//! Tests for the domain value types.

use anyhow::{Result, ensure};
use rstest::rstest;
use serde_json::json;

use super::{
    CodegenModels, NullableFieldStyle, OperationIdStrategy, PatternSet, ScalarMapping,
    TargetLanguage,
};

#[rstest]
#[case::java(TargetLanguage::Java, "java")]
#[case::kotlin(TargetLanguage::Kotlin, "kotlin")]
fn target_language_tokens_round_trip(
    #[case] language: TargetLanguage,
    #[case] token: &str,
) -> Result<()> {
    ensure!(language.as_token() == token, "token mismatch for {language}");
    let serialised = serde_json::to_value(language)?;
    ensure!(serialised == json!(token), "unexpected serialisation");
    let parsed: TargetLanguage = serde_json::from_value(json!(token))?;
    ensure!(parsed == language, "round trip changed the variant");
    Ok(())
}

#[test]
fn enum_token_tables_match_serde_names() -> Result<()> {
    for token in CodegenModels::TOKENS {
        let parsed: CodegenModels = serde_json::from_value(json!(token))?;
        ensure!(
            parsed.as_token() == *token,
            "token table out of step for {token}"
        );
    }
    for token in OperationIdStrategy::TOKENS {
        let parsed: OperationIdStrategy = serde_json::from_value(json!(token))?;
        ensure!(
            parsed.as_token() == *token,
            "token table out of step for {token}"
        );
    }
    for token in NullableFieldStyle::TOKENS {
        let parsed: NullableFieldStyle = serde_json::from_value(json!(token))?;
        ensure!(
            parsed.as_token() == *token,
            "token table out of step for {token}"
        );
    }
    Ok(())
}

#[test]
fn unrecognised_enum_token_is_rejected() {
    let parsed: Result<TargetLanguage, _> = serde_json::from_value(json!("scala"));
    assert!(parsed.is_err());
}

#[rstest]
#[case::plain("DateTime=java.time.Instant", "DateTime", "java.time.Instant", None)]
#[case::with_adapter(
    "DateTime=java.time.Instant:com.example.InstantAdapter",
    "DateTime",
    "java.time.Instant",
    Some("com.example.InstantAdapter")
)]
#[case::padded(" Upload = okio.ByteString ", "Upload", "okio.ByteString", None)]
fn scalar_mapping_parses(
    #[case] entry: &str,
    #[case] scalar: &str,
    #[case] target: &str,
    #[case] adapter: Option<&str>,
) -> Result<()> {
    let mapping: ScalarMapping = entry.parse()?;
    ensure!(mapping.scalar() == scalar, "scalar mismatch");
    ensure!(mapping.target() == target, "target mismatch");
    ensure!(mapping.adapter() == adapter, "adapter mismatch");
    Ok(())
}

#[rstest]
#[case::no_separator("DateTime")]
#[case::empty_scalar("=java.time.Instant")]
#[case::empty_target("DateTime=")]
#[case::empty_adapter("DateTime=java.time.Instant:")]
fn malformed_scalar_mapping_is_rejected(#[case] entry: &str) {
    let parsed: Result<ScalarMapping, _> = entry.parse();
    assert!(parsed.is_err(), "'{entry}' should not parse");
}

#[test]
fn scalar_mapping_display_round_trips() -> Result<()> {
    let mapping = ScalarMapping::new("DateTime", "java.time.Instant")
        .with_adapter("com.example.InstantAdapter");
    let reparsed: ScalarMapping = mapping.to_string().parse()?;
    ensure!(reparsed == mapping, "display text did not round trip");
    Ok(())
}

#[test]
fn match_all_pattern_set_matches_everything() -> Result<()> {
    let set = PatternSet::match_all().to_regex_set()?;
    ensure!(set.is_match("Droid"), "'.*' should match any name");
    ensure!(set.is_match(""), "'.*' should match the empty name");
    Ok(())
}

#[test]
fn empty_pattern_set_matches_nothing() -> Result<()> {
    let set = PatternSet::empty();
    ensure!(set.is_empty(), "empty set should report empty");
    ensure!(
        !set.to_regex_set()?.is_match("Droid"),
        "empty set should match nothing"
    );
    Ok(())
}

#[test]
fn unvalidated_pattern_sources_surface_compile_errors() {
    let set = PatternSet::new(vec![String::from("[invalid(")]);
    assert!(set.to_regex_set().is_err());
}

#[test]
fn pattern_set_serialises_as_its_sources() -> Result<()> {
    let set: PatternSet = vec![String::from("^Query$"), String::from("Hero.*")]
        .into_iter()
        .collect();
    ensure!(
        serde_json::to_value(&set)? == json!(["^Query$", "Hero.*"]),
        "sources should serialise transparently"
    );
    Ok(())
}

◆ Task brief:
Could you say how many lines of the entries contain the string "Result"? Only the number should be given.

◆ Output below:
10